Ground side current sensing is easier, but many solutions exist with Rail-Rail input Op Amp used as a differential amplifier.

Commercial IC's also exist.

Or you can use common quad OA' that only sense near ground and use 0-5V output voltage scale for 10A with this circuit that has a gain of 50 overall, I believe.

**broken link removed**
 

A TL081 or TL071 opamp (made by Texas Instruments and copied by many semiconductor manufacturers) has inputs that work up to its positive supply voltage.
 

Or you can use common quad OA' that only sense near ground and use 0-5V output voltage scale for 10A with this circuit that has a gain of 50 overall, I believe.

I guess you have used the 9:1 voltage divider to extend the high side voltage range relative to OP supply respectively common mode range. Unfortunately the offset error will be also multiplied by a factor of 10.

It's better to keep the divider ratio as low as possible. 1:1 (four equal resistors) would already work for the said 12 V input voltage. The shown circuit has negative Vout, by the way. You probably want to flip the Rsense connection for positive output.

Final remark, the differential amp/ level shift and the final gain stage can be combined to a single OP circuit.
 
thanks FvM ,
one more confusion , i have to measure the input current for push pull stage , which can be at max 50 ampere, so which is the best method to measure this current?
 

I agree FVM, that schematic wasn't my choice of R's

hiside Isense.jpg

A better choice is the use of MAXIM's high side sensor chips. They key is to use 100mV full-scale for current sensing, which for 10A translates to 0.1/10 = 0.01 Ohm. To means you can choose a length of copper that will not heat up with the resulting 1Watt of heat dissipation 10*10A*0.01Ohm=1W and use twisted pair for the 2 signal wires coming back to the current sensor. Filtering is advised with series resistors in each leg and a big cap across the sense +/- input.

Note the MFG DOCUMENTATION listed on this page for more details and choice of chips. https://www.digikey.com/product-detail/en/MAX4374FEUB+/MAX4374FEUB+-ND/1702192
Since copper has a thermal resistance, that may change your resistance, calibration can be done with a 10A load and tune the length for 100mV drop to achieve 0.01 Ohm. This example uses a thin copper track

Since heat loss is major factor. I would re-consider the 100mV drop requirement and go towards 100mW dissipation in the copper track, which means 0.001 Ohm drop either on board , or perhaps external, short length of thin copper relative to the heavy cable, close to the circuit board.

Sense Cable pair must be at right angles to the current to avoid inductive pickup.

The tradeoff is input offset voltage of the chip and offset voltage due to copper temperature coefficient, so more details on your layout and wiring method is required. The resistance temperaturecoefficient of copper is fairly high (approximately 0.4%/°C)

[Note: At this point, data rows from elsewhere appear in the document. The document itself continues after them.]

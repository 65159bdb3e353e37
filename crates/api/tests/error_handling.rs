//! Mapping of domain errors onto HTTP responses.

mod common;

use axum::http::StatusCode;
use axum::response::IntoResponse;
use common::{body_json, TestApp};
use openmic_api::error::AppError;
use openmic_core::error::CoreError;
use openmic_core::store::StoreError;
use openmic_core::types::new_id;

async fn render(err: AppError) -> (StatusCode, serde_json::Value) {
    let response = err.into_response();
    let status = response.status();
    (status, body_json(response).await)
}

#[tokio::test]
async fn not_found_names_entity() {
    let id = new_id();
    let (status, body) = render(CoreError::event_not_found(id).into()).await;

    assert_eq!(status, StatusCode::NOT_FOUND);
    assert_eq!(body["code"], "NOT_FOUND");
    assert!(body["error"].as_str().unwrap().contains(&id.to_string()));
}

#[tokio::test]
async fn role_and_ownership_errors_are_forbidden_with_distinct_codes() {
    let (status, body) = render(CoreError::InvalidRole("hosts only".into()).into()).await;
    assert_eq!(status, StatusCode::FORBIDDEN);
    assert_eq!(body["code"], "INVALID_ROLE");

    let (status, body) = render(CoreError::Forbidden("not yours".into()).into()).await;
    assert_eq!(status, StatusCode::FORBIDDEN);
    assert_eq!(body["code"], "FORBIDDEN");
}

#[tokio::test]
async fn conflict_and_validation_keep_message() {
    let (status, body) = render(CoreError::Conflict("Slot is already taken".into()).into()).await;
    assert_eq!(status, StatusCode::CONFLICT);
    assert_eq!(body["error"], "Slot is already taken");

    let (status, body) = render(CoreError::Validation("bad".into()).into()).await;
    assert_eq!(status, StatusCode::BAD_REQUEST);
    assert_eq!(body["code"], "VALIDATION_ERROR");
}

#[tokio::test]
async fn store_failures_are_sanitized() {
    let err = CoreError::Store(StoreError::Unavailable("pg at 10.0.0.5 refused".into()));
    let (status, body) = render(err.into()).await;

    assert_eq!(status, StatusCode::INTERNAL_SERVER_ERROR);
    assert_eq!(body["code"], "INTERNAL_ERROR");
    assert_eq!(body["error"], "An internal error occurred");
}

#[tokio::test]
async fn unknown_route_is_not_found() {
    let app = TestApp::new();
    let response = app.get("/api/v1/nope", None).await;
    assert_eq!(response.status(), StatusCode::NOT_FOUND);
}

#[tokio::test]
async fn malformed_event_id_is_rejected() {
    let app = TestApp::new();
    let response = app.get("/api/v1/events/not-a-uuid", None).await;
    assert_eq!(response.status(), StatusCode::BAD_REQUEST);
}

#[tokio::test]
async fn garbage_token_is_unauthorized() {
    let app = TestApp::new();
    let response = app.get("/api/v1/users/me", Some("abc.def.ghi")).await;

    assert_eq!(response.status(), StatusCode::UNAUTHORIZED);
    assert_eq!(body_json(response).await["code"], "UNAUTHORIZED");
}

( I recall using this method to monitor up to 100kA (100,000A) on a diffusion bonder which welded zirc-steel welding two cylindrical tubes together with forced water cooling. I used two screws in the solid copper trunks of the welder for my current sense R and used shielded twisted pair at right angles to the flow of current leading to differential amp. ) It was a monster welder with 16" diameter copper electrode wheels 2" thick. and a smaller wheel for inside the tube with a huge step-down transformer from 480V to 4V. But it worked due to very balanced wires and high CMMR.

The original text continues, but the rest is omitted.